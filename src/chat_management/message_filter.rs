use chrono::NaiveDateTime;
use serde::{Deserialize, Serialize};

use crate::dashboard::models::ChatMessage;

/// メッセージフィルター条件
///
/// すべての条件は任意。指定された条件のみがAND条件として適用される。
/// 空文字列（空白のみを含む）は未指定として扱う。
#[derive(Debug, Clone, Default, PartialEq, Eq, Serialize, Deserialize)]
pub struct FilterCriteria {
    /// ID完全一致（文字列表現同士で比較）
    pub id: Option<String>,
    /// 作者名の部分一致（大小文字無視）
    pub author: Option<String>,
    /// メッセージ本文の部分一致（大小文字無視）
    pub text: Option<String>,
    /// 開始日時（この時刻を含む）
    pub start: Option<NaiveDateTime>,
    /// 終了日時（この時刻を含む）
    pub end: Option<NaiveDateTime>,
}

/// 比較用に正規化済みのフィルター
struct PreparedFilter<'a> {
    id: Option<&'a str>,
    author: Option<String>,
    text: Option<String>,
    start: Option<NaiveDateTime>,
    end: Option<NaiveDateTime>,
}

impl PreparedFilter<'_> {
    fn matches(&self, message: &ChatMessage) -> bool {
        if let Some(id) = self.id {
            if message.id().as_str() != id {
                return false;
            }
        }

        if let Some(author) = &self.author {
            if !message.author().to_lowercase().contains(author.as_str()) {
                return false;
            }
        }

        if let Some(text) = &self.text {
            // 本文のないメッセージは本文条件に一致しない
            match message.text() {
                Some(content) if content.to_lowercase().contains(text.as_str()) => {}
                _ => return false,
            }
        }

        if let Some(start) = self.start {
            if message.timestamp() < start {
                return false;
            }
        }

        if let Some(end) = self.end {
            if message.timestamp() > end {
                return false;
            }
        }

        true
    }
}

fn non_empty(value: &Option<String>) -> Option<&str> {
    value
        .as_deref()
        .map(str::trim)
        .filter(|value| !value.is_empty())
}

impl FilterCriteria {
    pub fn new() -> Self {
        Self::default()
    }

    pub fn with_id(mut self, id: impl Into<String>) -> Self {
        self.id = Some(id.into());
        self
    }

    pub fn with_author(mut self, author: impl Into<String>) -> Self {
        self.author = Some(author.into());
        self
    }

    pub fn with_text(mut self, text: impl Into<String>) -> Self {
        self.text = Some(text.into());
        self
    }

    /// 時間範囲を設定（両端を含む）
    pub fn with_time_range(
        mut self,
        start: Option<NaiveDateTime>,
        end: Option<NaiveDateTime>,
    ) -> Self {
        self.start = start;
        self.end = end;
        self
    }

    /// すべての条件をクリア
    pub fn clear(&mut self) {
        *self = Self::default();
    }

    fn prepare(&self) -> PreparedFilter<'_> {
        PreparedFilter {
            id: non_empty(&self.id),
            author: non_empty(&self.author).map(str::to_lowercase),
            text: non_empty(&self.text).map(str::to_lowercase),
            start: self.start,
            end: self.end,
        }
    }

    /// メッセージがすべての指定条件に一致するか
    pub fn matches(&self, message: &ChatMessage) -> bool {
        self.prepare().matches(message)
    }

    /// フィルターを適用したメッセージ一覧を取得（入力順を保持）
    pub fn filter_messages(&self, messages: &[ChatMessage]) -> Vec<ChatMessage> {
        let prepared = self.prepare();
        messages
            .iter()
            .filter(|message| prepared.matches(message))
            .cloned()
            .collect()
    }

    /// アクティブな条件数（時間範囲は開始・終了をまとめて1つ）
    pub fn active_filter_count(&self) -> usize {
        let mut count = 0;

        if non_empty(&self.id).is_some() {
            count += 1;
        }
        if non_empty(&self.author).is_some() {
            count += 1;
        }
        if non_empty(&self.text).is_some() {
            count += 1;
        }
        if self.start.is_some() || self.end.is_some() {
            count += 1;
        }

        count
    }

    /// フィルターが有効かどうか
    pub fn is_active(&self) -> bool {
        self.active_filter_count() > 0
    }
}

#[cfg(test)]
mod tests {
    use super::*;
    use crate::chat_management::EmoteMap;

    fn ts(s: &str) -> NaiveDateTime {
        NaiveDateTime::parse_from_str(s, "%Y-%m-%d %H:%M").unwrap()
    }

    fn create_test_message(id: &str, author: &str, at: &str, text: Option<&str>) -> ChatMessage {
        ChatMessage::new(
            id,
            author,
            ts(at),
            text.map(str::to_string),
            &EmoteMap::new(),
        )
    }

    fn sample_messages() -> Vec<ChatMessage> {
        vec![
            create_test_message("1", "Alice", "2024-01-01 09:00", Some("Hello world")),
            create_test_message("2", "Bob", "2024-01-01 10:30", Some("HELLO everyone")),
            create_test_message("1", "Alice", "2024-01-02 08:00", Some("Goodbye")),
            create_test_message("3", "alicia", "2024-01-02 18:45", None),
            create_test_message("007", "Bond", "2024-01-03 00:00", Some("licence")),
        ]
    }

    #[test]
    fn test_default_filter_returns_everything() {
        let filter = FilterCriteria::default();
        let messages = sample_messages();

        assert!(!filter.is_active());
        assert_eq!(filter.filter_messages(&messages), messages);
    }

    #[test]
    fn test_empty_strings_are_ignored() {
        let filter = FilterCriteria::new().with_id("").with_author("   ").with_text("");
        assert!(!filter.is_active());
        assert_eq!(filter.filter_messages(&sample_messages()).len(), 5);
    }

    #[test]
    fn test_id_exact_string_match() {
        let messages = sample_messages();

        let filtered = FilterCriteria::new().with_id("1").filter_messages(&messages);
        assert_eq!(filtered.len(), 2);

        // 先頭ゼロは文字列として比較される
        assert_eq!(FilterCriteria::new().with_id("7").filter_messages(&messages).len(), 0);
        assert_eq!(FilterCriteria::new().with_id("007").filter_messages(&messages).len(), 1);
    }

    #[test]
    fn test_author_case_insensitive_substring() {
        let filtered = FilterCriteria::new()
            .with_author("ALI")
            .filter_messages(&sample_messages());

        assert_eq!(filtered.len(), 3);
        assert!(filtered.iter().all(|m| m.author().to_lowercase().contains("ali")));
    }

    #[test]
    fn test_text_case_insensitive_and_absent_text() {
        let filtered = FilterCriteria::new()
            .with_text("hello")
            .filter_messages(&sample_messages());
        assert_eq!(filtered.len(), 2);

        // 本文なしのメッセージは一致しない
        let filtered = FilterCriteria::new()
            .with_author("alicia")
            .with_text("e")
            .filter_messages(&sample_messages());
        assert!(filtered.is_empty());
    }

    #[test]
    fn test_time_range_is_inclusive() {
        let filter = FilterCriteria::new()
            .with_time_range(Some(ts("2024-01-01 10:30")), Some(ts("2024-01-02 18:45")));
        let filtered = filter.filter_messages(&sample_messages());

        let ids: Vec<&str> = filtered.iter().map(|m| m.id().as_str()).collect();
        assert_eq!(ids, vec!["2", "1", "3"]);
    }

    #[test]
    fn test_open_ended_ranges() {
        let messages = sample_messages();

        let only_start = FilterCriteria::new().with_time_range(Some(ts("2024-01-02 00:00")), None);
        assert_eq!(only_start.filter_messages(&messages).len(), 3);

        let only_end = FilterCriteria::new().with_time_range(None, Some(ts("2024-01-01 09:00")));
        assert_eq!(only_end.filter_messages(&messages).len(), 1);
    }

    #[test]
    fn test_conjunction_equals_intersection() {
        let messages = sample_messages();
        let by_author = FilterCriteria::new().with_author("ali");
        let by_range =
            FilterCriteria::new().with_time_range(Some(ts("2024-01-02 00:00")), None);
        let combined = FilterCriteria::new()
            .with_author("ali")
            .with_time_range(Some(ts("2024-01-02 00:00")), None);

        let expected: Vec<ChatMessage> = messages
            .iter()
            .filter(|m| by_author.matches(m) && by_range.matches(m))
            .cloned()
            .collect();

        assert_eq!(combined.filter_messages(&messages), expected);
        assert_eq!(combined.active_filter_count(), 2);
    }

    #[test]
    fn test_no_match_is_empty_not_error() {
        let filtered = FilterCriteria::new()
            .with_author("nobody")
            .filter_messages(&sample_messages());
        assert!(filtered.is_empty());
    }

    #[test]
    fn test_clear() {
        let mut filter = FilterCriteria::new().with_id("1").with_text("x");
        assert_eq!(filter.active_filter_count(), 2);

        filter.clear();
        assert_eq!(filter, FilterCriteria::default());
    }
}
★ ★ ★ ★ ★ ★ ★
EXERCISE INSTRUCTIONS
Give back every line of the listing where the word "timestamp" shows up.

ANSWER TO THIS TASK
            if message.timestamp() < start {
            if message.timestamp() > end {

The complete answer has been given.